If a simple hash is passed into filter, a term or terms query is created:

search.filter(color: 'red')         # Creates a 'term' filter
search.filter(color: %w(red blue))  # Creates a 'terms' filter
search.filter(color: nil)           # Creates a 'must not exist' filter

If a hash containing hashes is passed into filter, it is used directly as a filter DSL expression:

search.filter(prefix: { name: "Sca" }) # Creates a prefix filter

An Arelastic object can also be passed in, working similarily to Arel:

# Name starts with 'Sca'
search.filter(Product.arelastic[:name].prefix("Sca"))

# Name does not start with 'Sca'
search.filter(Product.arelastic[:name].prefix("Sca").negate)

# Size is greater than 5
search.filter(Product.arelastic[:size].gt(5))

Helpful Arel builders can be found at https://github.com/matthuhiggins/arelastic/blob/master/lib/arelastic/builders/queries.rb.

Querying

To create a query string, pass a string to search.query:

search.query("red AND fun*") # Creates {query_string: {"red AND fun*"}}

Complex queries are done using either a hash or an arelastic object:

search.query(match: {description: "amazing"})

Ordering

search.order(:price)          # sort by price
search.order(:color, :price)  # sort by color, then price
search.order(price: :desc)    # sort by price in descending order

Offsets and Limits

To change the 'size' and 'from' values of a query, use offset and limit:

search.limit(40).offset(80)   # Creates a query with {size: 40, from: 80}

Aggregations

Aggregations are added with the aggregate method:

search.aggregate('popular_colors' => {'terms' => {'field' => 'color'}})

Results are retrieved at query time within aggregations:

search = search.aggregate('popular_colors' => {'terms' => {'field' => 'color'}})
search.aggregations['popular_colors'].buckets

Getting Results

A search object behaves similar to an active_record scope, implementing a few methods of its own and delegating the rest to Array, and your class.

search.count        # Return the number of search results
search.first        # Limit results to 1 and return the first result or nil
search.find(id)     # Add an ids filter to the existing query
search.as_elastic   # Return the json hash that will be sent to elastic search.

The search object behaves like an array when necessary:

search.each do |product|
  ...
end

Class methods can be executed within scopes:

class Product
  def self.increase_prices
    all.each do { |product| product.increment(:price, 10) }
  end
end

# Increase the price of all red products by $10.
Product.filter(color: 'red').increase_prices

Percolators

ElasticRecord supports representing query documents as a model.
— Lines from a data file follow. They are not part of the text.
#[cfg(test)]
mod tests {
    use rstest::rstest;

    use super::*;
    use crate::ErrorKind;

    fn kinds(input: &str, options: &ParseOptions) -> Vec<TokenKind> {
        tokenize(input, options)
            .unwrap_or_else(|err| panic!("tokenize {input:?} failed: {err}"))
            .into_iter()
            .map(|token| token.kind)
            .collect()
    }

    fn contents(input: &str, options: &ParseOptions) -> Vec<String> {
        tokenize(input, options)
            .unwrap_or_else(|err| panic!("tokenize {input:?} failed: {err}"))
            .into_iter()
            .map(|token| token.content)
            .collect()
    }

    fn lex_error(input: &str, options: &ParseOptions) -> Error {
        match tokenize(input, options) {
            Ok(tokens) => panic!("expected {input:?} to fail, got {tokens:?}"),
            Err(err) => err,
        }
    }

    #[rstest]
    fn structural_characters() {
        use TokenKind::*;
        assert_eq!(
            kinds("{ } [ ] , :", &ParseOptions::strict()),
            vec![ObjectStart, ObjectEnd, ArrayStart, ArrayEnd, Comma, Colon]
        );
    }

    #[rstest]
    fn literals_and_pushback() {
        use TokenKind::*;
        assert_eq!(
            kinds("[true,false,null]", &ParseOptions::strict()),
            vec![ArrayStart, True, Comma, False, Comma, Null, ArrayEnd]
        );
    }

    #[rstest]
    #[case("0 ", "0")]
    #[case("-12,", "-12")]
    #[case("3.25]", "3.25")]
    #[case("1e5 ", "1e5")]
    #[case("6.02E+23}", "6.02E+23")]
    #[case("-2.5e-3\n", "-2.5e-3")]
    fn number_raw_text(#[case] input: &str, #[case] raw: &str) {
        let tokens = tokenize(input, &ParseOptions::strict()).unwrap();
        assert_eq!(tokens[0].kind, TokenKind::Number);
        assert_eq!(tokens[0].content, raw);
    }

    #[rstest]
    #[case("0", TokenKind::Number, "0")]
    #[case("-2.5e3", TokenKind::Number, "-2.5e3")]
    #[case("7.5", TokenKind::Number, "7.5")]
    #[case("false", TokenKind::False, "")]
    #[case("null", TokenKind::Null, "")]
    fn token_may_end_input(#[case] input: &str, #[case] kind: TokenKind, #[case] raw: &str) {
        let tokens = tokenize(input, &ParseOptions::strict()).unwrap();
        assert_eq!(tokens.len(), 1);
        assert_eq!(tokens[0].kind, kind);
        assert_eq!(tokens[0].content, raw);
    }

    #[rstest]
    fn string_escapes_are_unescaped() {
        let got = contents(r#""a\"b\\c\/d\b\f\n\r\t""#, &ParseOptions::strict());
        assert_eq!(got, vec!["a\"b\\c/d\u{08}\u{0c}\n\r\t".to_string()]);
    }

    #[rstest]
    fn unicode_escape_passes_through_by_default() {
        let got = contents(r#""x\u00e9y""#, &ParseOptions::strict());
        assert_eq!(got, vec![r"x\u00e9y".to_string()]);
    }

    #[rstest]
    fn unicode_escape_decodes_when_asked() {
        let options = ParseOptions::strict().with_unicode_escapes(UnicodeEscapes::Decode);
        let got = contents(r#""\u00e9 \ud83d\ude00""#, &options);
        assert_eq!(got, vec!["é 😀".to_string()]);
    }

    #[rstest]
    #[case(r#""\ud83d""#)]
    #[case(r#""\ude00""#)]
    #[case(r#""\ud83dx""#)]
    fn unpaired_surrogates_fail_when_decoding(#[case] input: &str) {
        let options = ParseOptions::strict().with_unicode_escapes(UnicodeEscapes::Decode);
        assert_eq!(lex_error(input, &options).kind(), ErrorKind::Lexical);
    }

    #[rstest]
    #[case(r#""\u12g4""#)]
    #[case(r#""\q""#)]
    fn malformed_escapes_fail(#[case] input: &str) {
        assert_eq!(
            lex_error(input, &ParseOptions::strict()).kind(),
            ErrorKind::Lexical
        );
    }

    #[rstest]
    fn control_character_in_string_is_fatal() {
        let err = lex_error("{\"a\nb\": 1}", &ParseOptions::strict());
        assert_eq!(err.location().map(|l| l.column), Some(4));
    }

    #[rstest]
    fn unknown_bareword_fails() {
        let err = lex_error("[nul]", &ParseOptions::strict());
        assert!(err.to_string().contains("unknown literal 'nul'"));
    }

    #[rstest]
    #[case("\"open")]
    #[case("[tru")]
    #[case("1e")]
    #[case("-1e-")]
    #[case("1e+,")]
    fn unterminated_tokens_fail(#[case] input: &str) {
        assert_eq!(
            lex_error(input, &ParseOptions::strict()).kind(),
            ErrorKind::Lexical
        );
    }

    #[rstest]
    fn comments_only_in_permissive_mode() {
        let input = "{ // note\n \"a\" /* inline ** */ : 1 }";
        assert!(tokenize(input, &ParseOptions::strict()).is_err());

        use TokenKind::*;
        assert_eq!(
            kinds(input, &ParseOptions::permissive()),
            vec![ObjectStart, String, Colon, Number, ObjectEnd]
        );
    }

    #[rstest]
    fn line_comment_may_end_input() {
        let tokens = tokenize("[] // trailing", &ParseOptions::permissive()).unwrap();
        assert_eq!(tokens.len(), 2);
    }

    #[rstest]
    #[case("[] /* open")]
    #[case("[] /")]
    #[case("[] /x")]
    fn broken_comments_fail(#[case] input: &str) {
        assert!(tokenize(input, &ParseOptions::permissive()).is_err());
    }

    #[rstest]
    fn single_quoted_strings_in_permissive_mode() {
        assert!(tokenize("['a']", &ParseOptions::strict()).is_err());
        let got = contents(r#"['it\'s "fine"']"#, &ParseOptions::permissive());
        assert_eq!(got[1], "it's \"fine\"");
    }

    #[rstest]
    fn unexpected_character_location() {
        let err = lex_error("{\n  @", &ParseOptions::strict());
        let location = err.location().unwrap();
        assert_eq!((location.line, location.column, location.offset), (2, 3, 4));
    }

    #[rstest]
    fn non_ascii_string_content() {
        let got = contents("\"héllo wörld\"", &ParseOptions::strict());
        assert_eq!(got, vec!["héllo wörld".to_string()]);
    }
}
Queries are registered and unregistered as query models are created and destroyed.

First, include ElasticRecord::PercolatorModel into your model. Specify the target model to percolate and how the model should be indexed as an ElasticSearch query.

class ProductQuery
  include ElasticRecord::PercolatorModel

  self.percolates_model = Product

  def as_search_document(**)
    Product.filter(status: status).as_elastic
  end
end

Use the percolate method to find records with queries that match.
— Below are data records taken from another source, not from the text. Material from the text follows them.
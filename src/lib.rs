//! # Handoff - Checksummed Shared-Buffer Exchange Between Two Threads
//!
//! Handoff demonstrates safe handoff of a fixed-size shared buffer between
//! exactly two cooperating workers: a producer filling fixed 32-byte blocks
//! with pseudo-random payload plus a 16-bit additive checksum trailer, and a
//! consumer revalidating every block. Coordination uses two counting signals
//! (no busy-waiting) plus a strict exclusion lock around block access.
//!
//! ## Protocol
//!
//! ```text
//!  Producer                          Consumer
//!     │ acquire(empty)                  │
//!     │ per block:                      │ per block:
//!     │   lock ── fill ── trailer       │   acquire(full)
//!     │   release(full) ───────────────►│   lock ── recompute ── compare
//!     │                                 │ after the cycle:
//!     │◄──────────────── release(empty) │
//! ```
//!
//! The empty/full pair enforces strict alternation at cycle granularity:
//! the producer cannot start cycle *k+1* until the consumer has drained
//! cycle *k*. The exclusion lock adds block-level exclusivity so a partially
//! written block is never read. A checksum mismatch is fatal: the run stops
//! at the offending block and reports which block, cycle and values
//! triggered it.
//!
//! ## Example
//!
//! ```no_run
//! use handoff::{HandoffConfig, Orchestrator};
//!
//! let mut orchestrator = Orchestrator::new(HandoffConfig::new(1024, 4));
//! let outcome = orchestrator.run()?;
//! assert!(outcome.is_success());
//! # Ok::<(), handoff::HandoffError>(())
//! ```

pub mod checksum;
pub mod error;
pub mod orchestrator;
pub mod region;
pub mod sync;
pub mod worker;

pub use checksum::TRAILER_SIZE;
pub use error::{ChecksumMismatch, HandoffError, Result};
pub use orchestrator::{HandoffConfig, Orchestrator, Outcome, RunReport, RunState};
pub use region::{SharedRegion, BLOCK_SIZE, MAX_REGION_SIZE, MIN_BLOCK_SIZE};
pub use sync::{Acquire, ExclusionLock, SlotSignal};
pub use worker::{Consumer, Producer};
  product = Product.new(price: 5.99)
  matching_product_queries = ProductQuery.percolate(product)

Index Configuration

To avoid elasticsearch dynamically mapping fields, you can directly configure elastic_index.mapping and elastic_index.settings:

class Product
  include ElasticRecord::Model

  elastic_index.mapping = {
    properties: {
      name: {type: "text"},
      status: {type: "keyword"}
    }
  }
end

Inheritance

When one model inherits from another, ElasticRecord makes some assumptions about how the child index should be configured. By default:

  • alias_name - Same as parent
  • mapping - Same as parent
  • settings - Same as parent

These can all be overridden. For instance, it might be desirable for the child documents to be in a separate index.

Join fields

ElasticSearch supports declaring a join field that specifies a parent-child relationship between documents of different types in the same index (docs). ElasticRecord provides a short-(but not-so-short)-cut for declaring the mapping:

class State
  include ElasticRecord::Model
end

class City
  include ElasticRecord::Model
end

class PostalCode
  include ElasticRecord::Model
end

class Country
  include ElasticRecord::Model

  has_es_children(
    join_field: 'pick_a_name_for_the_join_field',
    children:   [
      State,
      { zip: PostalCode },
      ElasticRecord::Model::Joining::JoinChild.new(klass: City, parent_id_accessor: :country_code)
    ]
  )
end

has_es_children accepts an optional name argument, with a sane default. In the above example, it would default to country. The name can later be used to construct has_parent queries. ElasticRecord will define a getter method with the same name as the value provided to join_field on both the parent and all children (and grandchildren).

The children argument can be:

  • a Class that includes ElasticRecord::Model
  • a Hash (with names as keys and classes as values)
  • an instance of ::ElasticRecord::Model::Joining::JoinChild.new (when you need to override any of the options below besides name)
  • or an Array containing any combination thereof.

::ElasticRecord::Model::Joining::JoinChild.new accepts additional, optional arguments:

  • name: defaults to the snake case version of the value provided to klass (e.g. state in the example above). Can be used to construct has_child queries.
  • children: Another instance of ::ElasticRecord::Model::Joining::JoinChild or an Array of instances. Defaults to an empty Array. Theoretically, an arbitrary number of layers of parent-child joins can be achieved this way.
  • parent_id_accessor: Determines how the ID of the parent is retrieved. Can be a proc, which will be executed in the context of the child object, or a symbol corresponding to the name of a method defined on the child object. In the above example, it would default to country_id.
  • parent_accessor: Determines how the parent is retrieved. Can be a proc, which will be executed in the context of the child object, or a symbol corresponding to the name of a method defined on the child object. In the above example, it would default to country. The is used to retrieve routing for multi-layered parent-child joins.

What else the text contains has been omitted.